- Provided material:

════════════════

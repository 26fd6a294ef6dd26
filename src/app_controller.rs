use anyhow::Result;
use log::{debug, info};
use std::io::Write;
use std::path::Path;
use std::sync::Arc;

use crate::app_config::Config;
use crate::errors::AppError;
use crate::file_utils::FileManager;
use crate::providers::{HttpLanguageDetector, LanguageDetector};
use crate::validation::{ValidationReport, ValidationRequest, ValidationService};

// @module: Application controller for caption validation

/// Main application controller: reads a caption file, validates it and prints failures
pub struct Controller {
    // @field: Orchestrator with its language detector
    service: ValidationService,
}

impl Controller {
    // @method: Create a controller talking to the configured HTTP endpoint
    pub fn with_config(config: Config) -> Result<Self, AppError> {
        config.validate()?;
        let detector = HttpLanguageDetector::with_timeout(
            config.language.endpoint.trim(),
            config.language.timeout_secs,
        );
        Ok(Self::with_detector(config, Arc::new(detector)))
    }

    /// Create a controller with any detector implementation
    pub fn with_detector(config: Config, detector: Arc<dyn LanguageDetector>) -> Self {
        let service = ValidationService::new(detector).with_sniff_prefix_len(config.sniff_prefix_bytes);
        Self { service }
    }

    /// Validate one caption file and write each failure as a JSON line to `out`.
    ///
    /// Fatal conditions (unreadable file, unsupported format) are returned before
    /// anything is written.
    pub async fn run<P: AsRef<Path>, W: Write>(
        &self,
        input_file: P,
        request: &ValidationRequest,
        out: &mut W,
    ) -> Result<ValidationReport> {
        let input_file = input_file.as_ref();
        info!("Validating captions in {}", input_file.display());

        let header = FileManager::read_header(input_file, self.service.sniff_prefix_len())?;
        let format = self.service.sniff(&header);
        if !format.is_supported() {
            return Err(AppError::UnsupportedFormat.into());
        }

        let content = FileManager::read_to_string(input_file)?;
        debug!("Read {} bytes of {} captions", content.len(), format);

        let report = self.service.validate_as(&content, format, request).await?;
        report.write_json_lines(out)?;
        Ok(report)
    }
}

════════════════

Report every line of the records that contains the word "Path".

use std::path::Path;
    pub async fn run<P: AsRef<Path>, W: Write>(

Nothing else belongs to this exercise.